The answer consists solely of the listing's lines from the first through the line containing "impl fmt::Display for UserRole", each reproduced exactly.

• [Records]:
[Start of Attachment]
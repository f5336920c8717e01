//! Marketplace roles.

use core::fmt;

use serde::{Deserialize, Serialize};

/// Role attached to a marketplace profile.
///
/// The set is closed: anything the backend stores outside of it is treated
/// as unknown by [`UserRole::from_str`](std::str::FromStr).
#[derive(Debug, Clone, Copy, PartialEq, Eq, Hash, Serialize, Deserialize, Default)]
#[serde(rename_all = "snake_case")]
pub enum UserRole {
    /// Shopper buying from pharmacy vendors.
    #[default]
    Consumer,
    /// Licensed pharmacy selling on the marketplace.
    Vendor,
    /// Marketplace operator.
    Admin,
}

impl UserRole {
    /// All roles, in declaration order.
    pub const ALL: [Self; 3] = [Self::Consumer, Self::Vendor, Self::Admin];

    /// The role's wire name.
    #[must_use]
    pub const fn as_str(self) -> &'static str {
        match self {
            Self::Consumer => "consumer",
            Self::Vendor => "vendor",
            Self::Admin => "admin",
        }
    }

    const fn bit(self) -> u8 {
        match self {
            Self::Consumer => 0b001,
            Self::Vendor => 0b010,
            Self::Admin => 0b100,
        }
    }
}

impl fmt::Display for UserRole {
    fn fmt(&self, f: &mut fmt::Formatter<'_>) -> fmt::Result {
        f.write_str(self.as_str())
    }
}

/// Error returned when parsing a role name outside the closed set.
#[derive(thiserror::Error, Debug, Clone, PartialEq, Eq)]
#[error("invalid role: {0} (expected consumer, vendor or admin)")]
pub struct UnknownRole(pub String);

impl std::str::FromStr for UserRole {
    type Err = UnknownRole;

    fn from_str(s: &str) -> Result<Self, Self::Err> {
        match s {
            "consumer" => Ok(Self::Consumer),
            "vendor" => Ok(Self::Vendor),
            "admin" => Ok(Self::Admin),
            other => Err(UnknownRole(other.to_owned())),
        }
    }
}

/// A set of roles, used to gate behavior on "any of these roles".
///
/// Built from a single role, an array or slice of roles, or an iterator.
///
/// ```
/// use apotheca_core::{RoleSet, UserRole};
///
/// let staff = RoleSet::from([UserRole::Vendor, UserRole::Admin]);
/// assert!(staff.contains(UserRole::Admin));
/// assert!(!staff.contains(UserRole::Consumer));
/// assert!(RoleSet::from(UserRole::Vendor).contains(UserRole::Vendor));
/// ```
#[derive(Debug, Clone, Copy, PartialEq, Eq, Hash, Default)]
pub struct RoleSet(u8);

impl RoleSet {
    /// The empty set. Nothing passes a gate on it.
    pub const EMPTY: Self = Self(0);

    /// A set holding a single role.
    #[must_use]
    pub const fn only(role: UserRole) -> Self {
        Self(role.bit())
    }

    /// This set plus `role`.
    #[must_use]
    pub const fn with(self, role: UserRole) -> Self {
        Self(self.0 | role.bit())
    }

    /// Whether `role` is a member.
    #[must_use]
    pub const fn contains(self, role: UserRole) -> bool {
        self.0 & role.bit() != 0
    }

    /// Whether the set has no members.
    #[must_use]
    pub const fn is_empty(self) -> bool {
        self.0 == 0
    }

    /// Iterate the members in declaration order.
    pub fn iter(self) -> impl Iterator<Item = UserRole> {
        UserRole::ALL.into_iter().filter(move |role| self.contains(*role))
    }
}

impl From<UserRole> for RoleSet {
    fn from(role: UserRole) -> Self {
        Self::only(role)
    }
}

impl From<&[UserRole]> for RoleSet {
    fn from(roles: &[UserRole]) -> Self {
        roles.iter().copied().collect()
    }
}

impl<const N: usize> From<[UserRole; N]> for RoleSet {
    fn from(roles: [UserRole; N]) -> Self {
        roles.into_iter().collect()
    }
}

impl FromIterator<UserRole> for RoleSet {
    fn from_iter<I: IntoIterator<Item = UserRole>>(iter: I) -> Self {
        iter.into_iter().fold(Self::EMPTY, Self::with)
    }
}

impl fmt::Display for RoleSet {
    fn fmt(&self, f: &mut fmt::Formatter<'_>) -> fmt::Result {
        let names: Vec<&str> = self.iter().map(UserRole::as_str).collect();
        write!(f, "[{}]", names.join(", "))
    }
}

#[cfg(test)]
#[allow(clippy::unwrap_used)]
mod tests {
    use super::*;

    #[test]
    fn test_role_default_is_consumer() {
        assert_eq!(UserRole::default(), UserRole::Consumer);
    }

    #[test]
    fn test_role_wire_names() {
        for role in UserRole::ALL {
            assert_eq!(role.as_str().parse::<UserRole>().unwrap(), role);
            let json = serde_json::to_string(&role).unwrap();
            assert_eq!(json, format!("\"{role}\""));
        }
    }

    #[test]
    fn test_role_rejects_unknown() {
        assert_eq!(
            "pharmacist".parse::<UserRole>(),
            Err(UnknownRole("pharmacist".to_owned()))
        );
        assert!("Vendor".parse::<UserRole>().is_err());
    }

    #[test]
    fn test_role_set_membership() {
        let set = RoleSet::from([UserRole::Vendor, UserRole::Admin]);
        assert!(set.contains(UserRole::Vendor));
        assert!(set.contains(UserRole::Admin));
        assert!(!set.contains(UserRole::Consumer));
    }

    #[test]
    fn test_role_set_from_slice_and_single() {
        let slice: &[UserRole] = &[UserRole::Consumer];
        assert_eq!(RoleSet::from(slice), RoleSet::only(UserRole::Consumer));
        assert_eq!(RoleSet::from(UserRole::Admin), RoleSet::only(UserRole::Admin));
    }

    #[test]
    fn test_role_set_empty() {
        assert!(RoleSet::EMPTY.is_empty());
        assert!(std::iter::empty::<UserRole>().collect::<RoleSet>().is_empty());
        for role in UserRole::ALL {
            assert!(!RoleSet::EMPTY.contains(role));
        }
    }

    #[test]
    fn test_role_set_display() {
        let set = RoleSet::EMPTY.with(UserRole::Admin).with(UserRole::Consumer);
        assert_eq!(set.to_string(), "[consumer, admin]");
    }
}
[End of Attachment]
• [Reply]:
repository f5336920c8717e01
//! Marketplace roles.

use core::fmt;

use serde::{Deserialize, Serialize};

/// Role attached to a marketplace profile.
///
/// The set is closed: anything the backend stores outside of it is treated
/// as unknown by [`UserRole::from_str`](std::str::FromStr).
#[derive(Debug, Clone, Copy, PartialEq, Eq, Hash, Serialize, Deserialize, Default)]
#[serde(rename_all = "snake_case")]
pub enum UserRole {
    /// Shopper buying from pharmacy vendors.
    #[default]
    Consumer,
    /// Licensed pharmacy selling on the marketplace.
    Vendor,
    /// Marketplace operator.
    Admin,
}

impl UserRole {
    /// All roles, in declaration order.
    pub const ALL: [Self; 3] = [Self::Consumer, Self::Vendor, Self::Admin];

    /// The role's wire name.
    #[must_use]
    pub const fn as_str(self) -> &'static str {
        match self {
            Self::Consumer => "consumer",
            Self::Vendor => "vendor",
            Self::Admin => "admin",
        }
    }

    const fn bit(self) -> u8 {
        match self {
            Self::Consumer => 0b001,
            Self::Vendor => 0b010,
            Self::Admin => 0b100,
        }
    }
}

impl fmt::Display for UserRole {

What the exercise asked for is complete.